Au cours de la campagne en vue des élections présidentielles d’octobre et décembre 2010, j’ai personnellement demandé aux entourages de certains candidats, y compris à celui d’Ikililou Dhoinine, de conserver tous les discours prononcés, pour en garder une trace dans l’Histoire, mais on ne prend pas au sérieux les élucubrations d’un petit chercheur. Début juin 2011, quelques jours après l’investiture d’Ikililou Dhoinine, j’ai réitéré la même demande, mais en ce qui concerne les souvenirs du passage de ce dernier à la tête de l’État, mais la personne à qui j’ai demandé cela me considère depuis longtemps comme un dangereux pestiféré qu’il ne faut pas fréquenter et prendre au sérieux. Auparavant, le 14 février 2011, je lui avais parlé de tout ça, notamment pour constituer un petit musée, mais comme la personne qui a proposé l’idée est déplaisante, forcément sa proposition devrait l’être.

En 2002, le Docteur Mahmoud Ibrahime publiait le livre La Naissance de l’élite politique comorienne (1957-1975), chez l’Harmattan, à Paris. Les écrivains comoriens devront penser aux politiciens de la période actuelle aussi, mais, une fois de plus, la peur d’écrire ce qui ne plaira pas aux intéressés et à leurs familles prédomine. Un Lycée qui a perdu sa vocation de creuset national, un Aéroport international et un Port sont les seuls édifices publics portant le nom d’une personnalité politique aux Comores. Il s’agit respectivement de Saïd Mohamed Cheikh, Saïd Ibrahim et Ahmed Abdallah. C’est insignifiant.

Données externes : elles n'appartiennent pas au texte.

use std::f32::consts::TAU;

use crate::sid::Source;

/*
Additive Sine Oscillator
========================

The engine drone is not a pure sine. A single sine at 20-40 Hz is barely
audible on small speakers, so the oscillator stacks a handful of partials
below the base frequency ("aliquots"), each one an octave under the last:

    partial   harmonic index   frequency
    0         1                f
    1         2                f / 2
    2         4                f / 4
    ...       ...              ...
    n-1       2^(n-1)          f / 2^(n-1)

Every partial keeps its own phase accumulator. The accumulator advances by
(partial frequency / sample rate) per sample and is wrapped back into [0, 1)
with `fract()` rather than clamped. Letting the phase grow without bound
would slowly eat the mantissa: at 44.1 kHz an f32 phase loses sub-sample
resolution within minutes.

Amplitude
---------

    sample = Σ sin(2π · phase_k) · volume / 2 / n

The output is split evenly across the n partials and halved, so the
summed signal stays inside ±volume/2 even when all partials peak together.
*/

/// Highest supported number of partials.
pub const MAX_ALIQUOTS: usize = 8;

pub struct Oscillator {
    frequency: f32,
    aliquots: usize,
    phases: [f32; MAX_ALIQUOTS],
}

impl Oscillator {
    /// Oscillator at `frequency` Hz with `aliquots` partials (clamped to
    /// `1..=MAX_ALIQUOTS`).
    pub fn new(frequency: f32, aliquots: usize) -> Self {
        Self {
            frequency: frequency.max(0.0),
            aliquots: aliquots.clamp(1, MAX_ALIQUOTS),
            phases: [0.0; MAX_ALIQUOTS],
        }
    }

    pub fn frequency(&self) -> f32 {
        self.frequency
    }

    pub fn set_frequency(&mut self, frequency: f32) {
        self.frequency = frequency.max(0.0);
    }

    pub fn aliquots(&self) -> usize {
        self.aliquots
    }

    /// Phase accumulators of the active partials, each in `[0, 1)`.
    pub fn phases(&self) -> &[f32] {
        &self.phases[..self.aliquots]
    }

    pub fn reset(&mut self) {
        self.phases = [0.0; MAX_ALIQUOTS];
    }

    #[inline]
    pub fn next_sample(&mut self, volume: f32, sample_rate: f32) -> f32 {
        let amplitude = volume / 2.0 / self.aliquots as f32;
        let mut sample = 0.0;

        for (k, phase) in self.phases[..self.aliquots].iter_mut().enumerate() {
            sample += (TAU * *phase).sin() * amplitude;

            let harmonic = (1u32 << k) as f32;
            let increment = self.frequency / harmonic / sample_rate;
            *phase = (*phase + increment).fract();
        }

        sample
    }
}

impl Source for Oscillator {
    fn generate(&mut self, volume: f32, sample_rate: f32) -> f32 {
        self.next_sample(volume, sample_rate)
    }
}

L’homme d’État comorien est devenu une goutte d’eau sur le sable, un vent qui souffle dans le désert, un nuage qui disparaît après avoir voilé le soleil et permis des gouttes de pluies, une anguille de la rivière Gnombéni, à Djoiezi, qu’on essaie d’attraper à la main. Dans tous les cas cités, il ne reste pas de trace de l’acteur et de l’événement.

ABDELAZIZ Riziki Mohamed.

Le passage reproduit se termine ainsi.